◆ **Instructions for the task**: Through the end of the data below, output every line exactly, beginning with the line that contains "It proves nothing".

◆ **Entries shown**:
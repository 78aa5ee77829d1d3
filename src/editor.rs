//! List Editor
//!
//! What the list editing page shows and how its actions reach the backend,
//! kept free of DOM code. `EditTodoList` renders an [`EditorView`] and
//! forwards user actions to a [`ListEditor`].

use async_trait::async_trait;

use crate::errors::AppError;
use crate::models::{TodoItem, TodoList};

/// Mutations the editor delegates to. Implementations own cache invalidation.
#[async_trait(?Send)]
pub trait TodoMutations {
    async fn add_todo_item(&self, item: &TodoItem) -> Result<TodoItem, AppError>;
    async fn update_todo_item(&self, item: &TodoItem) -> Result<TodoItem, AppError>;
    async fn delete_todo_item(&self, item: &TodoItem) -> Result<(), AppError>;
    async fn update_todo_list(&self, list: &TodoList) -> Result<TodoList, AppError>;
}

/// Status tag of the list query
#[derive(Clone, Copy, Debug, PartialEq, Eq)]
pub enum FetchStatus {
    Pending,
    Success,
    Error,
}

/// Snapshot of the fetch-list-by-id query
#[derive(Clone, Debug, PartialEq)]
pub struct TodoListQuery {
    pub status: FetchStatus,
    pub data: Option<TodoList>,
    pub error: Option<AppError>,
}

impl TodoListQuery {
    pub fn pending() -> Self {
        Self {
            status: FetchStatus::Pending,
            data: None,
            error: None,
        }
    }

    /// From a resource value; `None` until a fetch has actually run
    pub fn from_result(result: Option<Result<Option<TodoList>, AppError>>) -> Self {
        match result {
            None => Self::pending(),
            Some(Ok(data)) => Self {
                status: FetchStatus::Success,
                data,
                error: None,
            },
            Some(Err(error)) => Self {
                status: FetchStatus::Error,
                data: None,
                error: Some(error),
            },
        }
    }

    /// The loaded list, if the query succeeded with one
    pub fn loaded(&self) -> Option<&TodoList> {
        match self.status {
            FetchStatus::Success => self.data.as_ref(),
            _ => None,
        }
    }

    pub fn view(&self) -> EditorView {
        match (self.status, &self.data, &self.error) {
            (FetchStatus::Pending, _, _) => EditorView::Loading,
            (FetchStatus::Success, Some(list), _) => EditorView::Content(list.clone()),
            (FetchStatus::Success, None, _) => EditorView::Empty,
            (FetchStatus::Error, _, Some(error)) => EditorView::Failed(error.to_string()),
            (FetchStatus::Error, _, None) => EditorView::Failed("Unknown error".to_string()),
        }
    }
}

/// What the editor page renders
#[derive(Clone, Debug, PartialEq)]
pub enum EditorView {
    /// Loading indicator only
    Loading,
    /// Name editor, add-item input and the items in payload order
    Content(TodoList),
    /// Fetch succeeded without a list: render nothing
    Empty,
    Failed(String),
}

/// Parse the route parameter into a list id
pub fn parse_list_id(raw: &str) -> Result<i64, AppError> {
    raw.trim()
        .parse::<i64>()
        .map_err(|_| AppError::InvalidListId(raw.to_string()))
}

/// Actions of the list editing page for one route parameter
pub struct ListEditor<M> {
    route_param: String,
    mutations: M,
}

impl<M: TodoMutations> ListEditor<M> {
    pub fn new(route_param: impl Into<String>, mutations: M) -> Self {
        Self {
            route_param: route_param.into(),
            mutations,
        }
    }

    pub fn list_id(&self) -> Result<i64, AppError> {
        parse_list_id(&self.route_param)
    }

    /// Attach the item to this page's list and submit it
    pub async fn add_todo_item(&self, item: TodoItem) -> Result<(), AppError> {
        let todo_list_id = self.list_id()?;
        let item = TodoItem {
            todo_list_id: Some(todo_list_id),
            ..item
        };
        self.mutations.add_todo_item(&item).await?;
        Ok(())
    }

    /// Submit the loaded list with a new name; nothing happens before it loads
    pub async fn set_todo_list_name(
        &self,
        loaded: Option<&TodoList>,
        name: &str,
    ) -> Result<(), AppError> {
        let Some(list) = loaded else {
            tracing::debug!("list not loaded yet, ignoring rename");
            return Ok(());
        };
        let renamed = TodoList {
            name: name.to_string(),
            ..list.clone()
        };
        self.mutations.update_todo_list(&renamed).await?;
        Ok(())
    }

    pub async fn update_todo_item(&self, item: &TodoItem) -> Result<(), AppError> {
        self.mutations.update_todo_item(item).await?;
        Ok(())
    }

    pub async fn delete_todo_item(&self, item: &TodoItem) -> Result<(), AppError> {
        self.mutations.delete_todo_item(item).await
    }
}
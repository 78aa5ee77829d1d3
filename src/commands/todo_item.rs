//! Todo Item Commands
//!
//! Frontend bindings for item endpoints.

use crate::errors::AppError;
use crate::models::TodoItem;

use super::http::{self, Method};

// ========================
// Paths
// ========================

fn items_path(item: &TodoItem) -> Result<String, AppError> {
    let list_id = item
        .todo_list_id
        .ok_or_else(|| AppError::Serialization("Item is not attached to a list.".to_string()))?;
    Ok(format!("/api/todolists/{list_id}/todoitems"))
}

fn item_path(item: &TodoItem) -> Result<String, AppError> {
    let id = item
        .id
        .ok_or_else(|| AppError::Serialization("Item has not been saved yet.".to_string()))?;
    Ok(format!("/api/todoitems/{id}"))
}

// ========================
// Commands
// ========================

pub async fn add_todo_item(item: &TodoItem, token: Option<&str>) -> Result<TodoItem, AppError> {
    http::send_json(Method::Post, &items_path(item)?, item, token).await
}

pub async fn update_todo_item(item: &TodoItem, token: Option<&str>) -> Result<TodoItem, AppError> {
    http::send_json(Method::Put, &item_path(item)?, item, token).await
}

pub async fn delete_todo_item(item: &TodoItem, token: Option<&str>) -> Result<(), AppError> {
    http::delete(&item_path(item)?, token).await
}
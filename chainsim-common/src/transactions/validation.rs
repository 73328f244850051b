use super::{errors::TransactionError, types::Transaction};

pub struct TransactionValidator;

impl TransactionValidator {
    /// Performs stateless validation checks:
    /// 1. Amount > 0.
    /// 2. Id matches content.
    /// 3. Signature present and valid for the sender.
    ///
    /// Balance and nonce checks need a ledger snapshot and live in the ledger crate.
    pub fn validate_stateless(tx: &Transaction) -> Result<(), TransactionError> {
        if tx.amount == 0 {
            return Err(TransactionError::ZeroAmount);
        }

        let expected = tx.expected_id();
        if tx.id != expected {
            return Err(TransactionError::IdMismatch { expected, got: tx.id.clone() });
        }

        if tx.signature.is_empty() {
            return Err(TransactionError::MissingSignature(tx.id.clone()));
        }
        if !tx.has_valid_signature() {
            return Err(TransactionError::InvalidSignature(tx.id.clone()));
        }

        Ok(())
    }
}
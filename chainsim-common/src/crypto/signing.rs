//! Simulated signatures.
//!
//! A signature is a digest over the signer and the message. It proves nothing
//! cryptographically; it only lets nodes tell signed payloads from unsigned or
//! tampered ones.

use super::hash::digest;

pub fn sign(signer: &str, message: &str) -> String {
    digest(format!("sig:{}:{}", signer, message).as_bytes())
}

pub fn verify(signer: &str, message: &str, signature: &str) -> bool {
    !signature.is_empty() && sign(signer, message) == signature
}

◆ **Reply**:
//! A signature is a digest over the signer and the message. It proves nothing
//! cryptographically; it only lets nodes tell signed payloads from unsigned or
//! tampered ones.

use super::hash::digest;

pub fn sign(signer: &str, message: &str) -> String {
    digest(format!("sig:{}:{}", signer, message).as_bytes())
}

pub fn verify(signer: &str, message: &str, signature: &str) -> bool {
    !signature.is_empty() && sign(signer, message) == signature
}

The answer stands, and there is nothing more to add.